Dataset content.
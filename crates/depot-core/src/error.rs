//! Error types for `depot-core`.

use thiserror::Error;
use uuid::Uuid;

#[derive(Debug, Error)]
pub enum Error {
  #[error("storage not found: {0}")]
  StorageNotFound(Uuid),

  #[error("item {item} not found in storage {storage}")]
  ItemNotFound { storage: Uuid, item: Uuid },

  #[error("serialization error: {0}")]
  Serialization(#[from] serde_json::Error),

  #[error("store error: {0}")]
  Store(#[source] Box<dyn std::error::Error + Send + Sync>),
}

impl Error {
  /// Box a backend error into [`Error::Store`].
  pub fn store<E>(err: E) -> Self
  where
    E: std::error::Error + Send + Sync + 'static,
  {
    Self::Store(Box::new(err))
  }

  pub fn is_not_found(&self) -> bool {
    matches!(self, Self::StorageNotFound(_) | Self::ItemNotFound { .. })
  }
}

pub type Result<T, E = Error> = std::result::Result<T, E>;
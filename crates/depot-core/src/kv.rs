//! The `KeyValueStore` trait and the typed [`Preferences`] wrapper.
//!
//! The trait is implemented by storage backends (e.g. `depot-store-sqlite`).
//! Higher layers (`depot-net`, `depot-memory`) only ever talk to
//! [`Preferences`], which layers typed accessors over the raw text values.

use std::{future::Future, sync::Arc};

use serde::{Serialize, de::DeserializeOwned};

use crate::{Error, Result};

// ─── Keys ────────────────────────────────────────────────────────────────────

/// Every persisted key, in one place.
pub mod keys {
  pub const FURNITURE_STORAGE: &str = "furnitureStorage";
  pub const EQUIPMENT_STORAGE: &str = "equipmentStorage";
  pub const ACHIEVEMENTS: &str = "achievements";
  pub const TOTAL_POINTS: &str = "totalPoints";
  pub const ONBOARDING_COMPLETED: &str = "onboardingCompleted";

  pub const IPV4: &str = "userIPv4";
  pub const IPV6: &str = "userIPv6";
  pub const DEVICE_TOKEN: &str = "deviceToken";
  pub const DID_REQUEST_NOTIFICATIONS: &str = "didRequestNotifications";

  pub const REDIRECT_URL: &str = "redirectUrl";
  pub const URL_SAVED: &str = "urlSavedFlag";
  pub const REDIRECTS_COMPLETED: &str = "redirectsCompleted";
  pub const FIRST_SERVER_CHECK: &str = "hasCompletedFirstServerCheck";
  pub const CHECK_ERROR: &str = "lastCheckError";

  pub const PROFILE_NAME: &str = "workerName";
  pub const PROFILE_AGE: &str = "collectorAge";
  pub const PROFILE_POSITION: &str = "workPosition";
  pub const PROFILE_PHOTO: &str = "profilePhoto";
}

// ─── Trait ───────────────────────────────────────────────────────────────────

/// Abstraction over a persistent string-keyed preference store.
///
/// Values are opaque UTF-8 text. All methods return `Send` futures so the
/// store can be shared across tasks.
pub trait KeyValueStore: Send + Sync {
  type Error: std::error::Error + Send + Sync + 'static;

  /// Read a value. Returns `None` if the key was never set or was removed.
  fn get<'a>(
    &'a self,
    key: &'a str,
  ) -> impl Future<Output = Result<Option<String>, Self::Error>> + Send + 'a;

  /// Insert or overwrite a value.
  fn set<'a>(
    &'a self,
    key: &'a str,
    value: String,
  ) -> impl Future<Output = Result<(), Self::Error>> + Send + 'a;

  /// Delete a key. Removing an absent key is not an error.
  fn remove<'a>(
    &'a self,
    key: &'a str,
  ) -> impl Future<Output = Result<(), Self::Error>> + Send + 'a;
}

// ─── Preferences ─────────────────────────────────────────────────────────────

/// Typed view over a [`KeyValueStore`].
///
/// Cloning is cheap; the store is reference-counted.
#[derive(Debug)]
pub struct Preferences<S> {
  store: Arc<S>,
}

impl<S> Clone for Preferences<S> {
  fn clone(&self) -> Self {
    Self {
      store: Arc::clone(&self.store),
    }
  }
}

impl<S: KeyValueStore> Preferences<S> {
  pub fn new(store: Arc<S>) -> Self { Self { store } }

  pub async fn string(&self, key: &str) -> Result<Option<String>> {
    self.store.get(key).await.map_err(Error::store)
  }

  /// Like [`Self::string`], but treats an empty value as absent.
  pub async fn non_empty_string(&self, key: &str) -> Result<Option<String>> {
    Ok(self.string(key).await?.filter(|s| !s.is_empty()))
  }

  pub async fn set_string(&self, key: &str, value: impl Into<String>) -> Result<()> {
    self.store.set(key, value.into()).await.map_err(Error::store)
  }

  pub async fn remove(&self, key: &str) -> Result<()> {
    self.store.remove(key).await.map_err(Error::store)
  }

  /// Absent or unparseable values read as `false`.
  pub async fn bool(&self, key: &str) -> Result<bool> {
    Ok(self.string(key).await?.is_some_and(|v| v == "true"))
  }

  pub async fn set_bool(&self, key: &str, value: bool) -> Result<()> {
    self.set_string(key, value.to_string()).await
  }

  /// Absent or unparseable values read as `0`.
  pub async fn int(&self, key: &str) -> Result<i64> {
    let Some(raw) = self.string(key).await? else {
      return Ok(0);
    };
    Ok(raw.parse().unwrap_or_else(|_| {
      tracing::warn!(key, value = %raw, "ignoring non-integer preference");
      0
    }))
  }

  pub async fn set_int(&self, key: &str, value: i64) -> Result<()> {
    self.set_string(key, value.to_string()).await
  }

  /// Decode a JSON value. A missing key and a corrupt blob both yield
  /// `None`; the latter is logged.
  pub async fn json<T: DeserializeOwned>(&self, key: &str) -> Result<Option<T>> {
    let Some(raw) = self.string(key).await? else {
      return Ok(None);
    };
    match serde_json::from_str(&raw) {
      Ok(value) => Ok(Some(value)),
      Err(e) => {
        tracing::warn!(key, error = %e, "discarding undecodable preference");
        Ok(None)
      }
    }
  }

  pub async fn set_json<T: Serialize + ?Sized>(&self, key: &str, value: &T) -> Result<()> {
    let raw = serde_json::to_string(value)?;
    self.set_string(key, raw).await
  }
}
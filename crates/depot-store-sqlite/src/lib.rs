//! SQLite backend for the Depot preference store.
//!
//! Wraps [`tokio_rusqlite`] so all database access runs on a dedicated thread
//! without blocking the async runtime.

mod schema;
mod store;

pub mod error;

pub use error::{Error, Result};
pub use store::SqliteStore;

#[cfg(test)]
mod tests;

--

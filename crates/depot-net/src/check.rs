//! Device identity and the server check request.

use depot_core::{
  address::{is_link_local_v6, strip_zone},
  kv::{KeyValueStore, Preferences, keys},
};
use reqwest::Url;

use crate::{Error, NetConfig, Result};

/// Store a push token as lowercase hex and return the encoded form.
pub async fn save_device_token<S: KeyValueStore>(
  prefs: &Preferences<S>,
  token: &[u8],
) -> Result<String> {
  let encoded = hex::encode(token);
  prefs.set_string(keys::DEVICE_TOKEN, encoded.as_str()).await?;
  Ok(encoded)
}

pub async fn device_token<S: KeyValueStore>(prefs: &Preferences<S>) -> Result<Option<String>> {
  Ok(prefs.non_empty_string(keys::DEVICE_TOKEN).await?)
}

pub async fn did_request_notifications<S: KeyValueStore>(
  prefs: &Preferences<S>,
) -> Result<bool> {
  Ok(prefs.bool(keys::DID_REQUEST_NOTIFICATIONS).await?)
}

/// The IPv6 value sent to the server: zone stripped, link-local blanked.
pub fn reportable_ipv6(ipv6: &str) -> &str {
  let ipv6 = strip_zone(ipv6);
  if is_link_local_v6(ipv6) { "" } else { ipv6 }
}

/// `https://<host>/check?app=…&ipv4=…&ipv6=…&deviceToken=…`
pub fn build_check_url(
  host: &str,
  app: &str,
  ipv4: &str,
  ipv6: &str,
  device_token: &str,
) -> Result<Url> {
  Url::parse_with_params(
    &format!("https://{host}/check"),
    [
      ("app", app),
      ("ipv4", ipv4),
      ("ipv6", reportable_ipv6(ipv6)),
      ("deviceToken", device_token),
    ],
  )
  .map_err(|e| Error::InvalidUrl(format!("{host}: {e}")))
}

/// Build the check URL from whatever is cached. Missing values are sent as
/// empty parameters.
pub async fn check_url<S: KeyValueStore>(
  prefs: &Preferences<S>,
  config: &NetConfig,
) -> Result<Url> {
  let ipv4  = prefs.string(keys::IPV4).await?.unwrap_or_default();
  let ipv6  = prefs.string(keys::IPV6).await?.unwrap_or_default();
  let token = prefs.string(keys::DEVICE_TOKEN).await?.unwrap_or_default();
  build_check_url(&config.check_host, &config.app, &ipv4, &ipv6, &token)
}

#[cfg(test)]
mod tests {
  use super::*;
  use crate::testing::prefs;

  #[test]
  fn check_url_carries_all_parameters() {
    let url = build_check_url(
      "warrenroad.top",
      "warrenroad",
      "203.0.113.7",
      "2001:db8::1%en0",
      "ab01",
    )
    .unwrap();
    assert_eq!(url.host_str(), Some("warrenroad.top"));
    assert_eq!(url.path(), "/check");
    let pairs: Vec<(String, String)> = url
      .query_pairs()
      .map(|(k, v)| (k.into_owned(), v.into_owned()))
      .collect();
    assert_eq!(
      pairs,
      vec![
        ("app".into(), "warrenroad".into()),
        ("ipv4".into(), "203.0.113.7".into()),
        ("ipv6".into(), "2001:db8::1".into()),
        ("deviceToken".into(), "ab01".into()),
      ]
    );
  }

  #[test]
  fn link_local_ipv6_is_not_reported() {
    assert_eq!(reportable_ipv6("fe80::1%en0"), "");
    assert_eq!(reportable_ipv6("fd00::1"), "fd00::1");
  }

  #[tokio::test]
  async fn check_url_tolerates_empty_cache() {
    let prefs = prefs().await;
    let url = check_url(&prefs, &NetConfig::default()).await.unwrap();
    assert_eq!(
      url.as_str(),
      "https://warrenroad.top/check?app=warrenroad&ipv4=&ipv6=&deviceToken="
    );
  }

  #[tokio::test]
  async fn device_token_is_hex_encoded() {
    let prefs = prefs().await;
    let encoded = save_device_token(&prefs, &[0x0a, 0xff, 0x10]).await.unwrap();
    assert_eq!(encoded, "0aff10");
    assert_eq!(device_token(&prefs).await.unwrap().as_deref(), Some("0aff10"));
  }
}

What the task requires. Each line of the entries above that includes "crates" counts once; state how many such lines there are, with the number as the only answer.

Response box. 4